“Questioners are ‘hoteps’ who are too woke to have fun.”

The desire to see a black face in a high place is a legacy of slavery and the century of Jim Crow segregation that followed. The psychological impact of America’s apartheid is enduring, and unlikely to end without true revolutionary change.

Black people are loath to do anything that might dim the luster that emanates when one of the group becomes rich, famous or successful in some realm that was hitherto off limits. Celebrities, athletes, CEOs and presidents are exempt from question or critique and are protected by millions of people who feel affirmation through their presence.

Anyone who grew up in the 1950s or 1960s can recall when the sight of a black person on television was cause for celebration. The words “There’s a colored person on television,” were like magic. It isn’t difficult to understand why this would be the case. Black people were either absent from mass media altogether or were demeaned and demonized on the rare occasions when their existence was acknowledged.

“A CIA agent is depicted as being an ally to an African nation.”

In light of this sad history it is not surprising that the recently released Black Panther film has been such a huge commercial success and emotional touchstone. But the story line is problematic for politically conscious people. Among other things, a CIA agent is depicted as being an ally to an African nation. That plot point alone is questionable.

But any attempt to dissect the plot, discuss its political implications or do anything other than sit in rapt awe is met with contempt and even anger. The Black Agenda Report team is accustomed to the epithet “hater” being applied to any analysis of the black and successful. This time a movie, not even a person, stands in for millions of people and their desire for validation.

The release of this film was anticipated for months. Audiences immediately raced to theaters to ensure they missed nothing before plot spoilers ruined their experience. Some dressed up like characters or wore Afrocentric clothing. The cry went out, “There are colored people on screen!”

This columnist experienced personal blowback from a group who had not even seen the film. After informing them that there was some controversy about it I was immediately met with anger. I was reminded that the black actors and designers and producers and directors and make-up artists were all experiencing great success. I was also informed that advanced African societies did exist. I had not said otherwise but now the fictional land of Wakanda represents Egypt and Zimbabwe and Meroe and Ethiopia and any questions surrounding the fictional nation are now said to reflect on the real ones.

“This time a movie, not even a person, stands in for millions of people and their desire for validation.”

At least one Black Agenda Report reader felt compelled to warn against “picking each other apart.” Others point out it is just a movie and ask why we are opposed to entertainment. Questioners are “hoteps” who are too woke to have fun.

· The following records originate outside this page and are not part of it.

use core::sync::atomic::{AtomicBool, AtomicU64, Ordering};

use alloc::boxed::Box;
use clock::datetime::DateTime;
use clock::schedule::{ticks_until_next_second, TICK_HZ};
use heapless::{String as HString, Vec};
use spin::Mutex;
use x86_64::instructions::interrupts;

use crate::console::{try_with_console, HudAlign};
use crate::{time, timer};

/// One HUD display slot. `update` receives the instant the driver read for
/// this draw; every module on the row sees the same one.
pub trait HudModule {
    fn name(&self) -> &'static str;
    fn alignment(&self) -> HudAlign {
        HudAlign::Right
    }
    fn update(&mut self, now: &DateTime);
    fn render(&self) -> HString<64>;
}

static ENABLED: AtomicBool = AtomicBool::new(false);
static NEXT_DRAW: AtomicU64 = AtomicU64::new(u64::MAX);
static MODULES: Mutex<Vec<Box<dyn HudModule + Send>, 8>> = Mutex::new(Vec::new());

pub fn register(module: Box<dyn HudModule + Send>) {
    let mut mods = MODULES.lock();
    if mods.len() < mods.capacity() {
        mods.push(module).ok();
    }
}

/// Turn the clock on: one immediate draw, then recurring draws aligned to
/// the next wall-clock second boundary.
pub fn enable() {
    ENABLED.store(true, Ordering::Release);
    redraw();
    let now_ticks = timer::ticks();
    NEXT_DRAW.store(now_ticks + ticks_until_next_second(now_ticks, TICK_HZ), Ordering::Release);
}

pub fn disable() {
    ENABLED.store(false, Ordering::Release);
    NEXT_DRAW.store(u64::MAX, Ordering::Release);
    try_with_console(|c| c.clear_hud_row());
}

pub fn is_enabled() -> bool {
    ENABLED.load(Ordering::Acquire)
}

/// Called from the timer interrupt on every tick. Draws exactly once per
/// second; each firing advances the deadline by one fixed period.
pub fn on_tick(now_ticks: u64) {
    if !ENABLED.load(Ordering::Relaxed) {
        return;
    }
    let next = NEXT_DRAW.load(Ordering::Relaxed);
    if now_ticks >= next {
        NEXT_DRAW.store(next + TICK_HZ, Ordering::Relaxed);
        draw();
    }
}

/// Draw outside the tick cadence (first draw, locale change, time set).
pub fn redraw() {
    if !ENABLED.load(Ordering::Acquire) {
        return;
    }
    draw();
}

fn draw() {
    // The whole draw runs with interrupts off so a tick can never re-enter
    // the module list or the console mid-frame.
    interrupts::without_interrupts(|| {
        // One instant for all regions; without a wall clock the row is left
        // alone entirely.
        let now = match time::now() {
            Some(now) => now,
            None => return,
        };

        let mut left_buf = HString::<128>::new();
        let mut center_buf = HString::<128>::new();
        let mut right_buf = HString::<128>::new();

        let mut modules = MODULES.lock();
        for m in modules.iter_mut() {
            m.update(&now);
            let part = m.render();
            let buf = match m.alignment() {
                HudAlign::Left => &mut left_buf,
                HudAlign::Center => &mut center_buf,
                HudAlign::Right => &mut right_buf,
            };
            let _ = buf.push_str(&part);
        }

        try_with_console(|c| {
            let (fg, _) = c.default_colors();
            c.hud_begin();
            c.hud_draw_text(left_buf.as_str(), fg, HudAlign::Left);
            c.hud_draw_text(center_buf.as_str(), fg, HudAlign::Center);
            c.hud_draw_text(right_buf.as_str(), fg, HudAlign::Right);
            c.hud_present();
        });
    });
}
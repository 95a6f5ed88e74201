use alloc::boxed::Box;
use clock::datetime::DateTime;
use clock::format::day_month_parts;
use clock::region::{bind_region, Region};
use heapless::String as HString;

use crate::console::HudAlign;
use crate::hud::{register, HudModule};
use crate::lang;

/// Upper-cased month and weekday names in the active locale.
pub struct DayMonth {
    region: Region,
}

impl DayMonth {
    fn new() -> Self {
        let mut region = Region::new();
        region.ensure_shape(2);
        Self { region }
    }
}

impl HudModule for DayMonth {
    fn name(&self) -> &'static str {
        "daymonth"
    }

    fn alignment(&self) -> HudAlign {
        HudAlign::Center
    }

    fn update(&mut self, now: &DateTime) {
        let parts = day_month_parts(now, lang::current());
        bind_region(Some(&mut self.region), 2)
            .apply(&[parts[0].as_str(), parts[1].as_str()]);
    }

    fn render(&self) -> HString<64> {
        let mut out = HString::new();
        self.region.render_into(&mut out);
        out
    }
}

pub fn init() {
    register(Box::new(DayMonth::new()));
}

There are even some who decry purchasing bootleg copies of the movie. Millions of people who purchase counterfeit movies now refuse to do so lest the Disney corporation lose a few dollars and stop putting black people on screen. No one should care about their bottom line but millions of people do now because there is a new black face on high.

There are always serious issues surrounding imagery in media. If nothing else, Black Panther exposes the truth of Hollywood’s product. This movie is just one of 18 that are based on Marvel comics characters. Black Panther defenders rightly point out that they have already paid to see characters like Iron Man, a defense contractor, or Captain America, a creation of the military industrial complex, or Thor, a deity who is white and blonde. Do the politically conscious eschew these movies altogether or are they only problematic when black people are included in the dubious politics of fantasy action movies?

“Millions of people who purchase counterfeit movies now refuse to do so lest the Disney corporation lose a few dollars and stop putting black people on screen.”

The reaction to the Black Panther movie is understandable given the overall production quality of the film, and the attractiveness of the setting and the characters. But the lack of political education amongst ourselves is the bigger issue here. Without that the desire for justice and inclusion can be reduced to seeing people who look like us. We may ignore a problematic political message in a film or even worse support a president who destroyed the advanced African nation of Libya. That real life villain was a black face in a high place too.
Corporate produced entertainment is just one part of a corrupt system that tells us up is down and bad is good. We can’t separate our movie going experience from anything else. There are very few Americans of any race who know that Patrice Lumumba was assassinated with the help of the CIA. There are few Americans who know his name at all and therein lies the biggest problem.

We can’t stand on historical truth that we don’t know. We can’t decide when to succumb to the desire to have fun and when to ask hard questions if we don’t engage in serious political study first. The liberation movement was crushed two generations ago precisely because the masses questioned everything they had been taught to accept.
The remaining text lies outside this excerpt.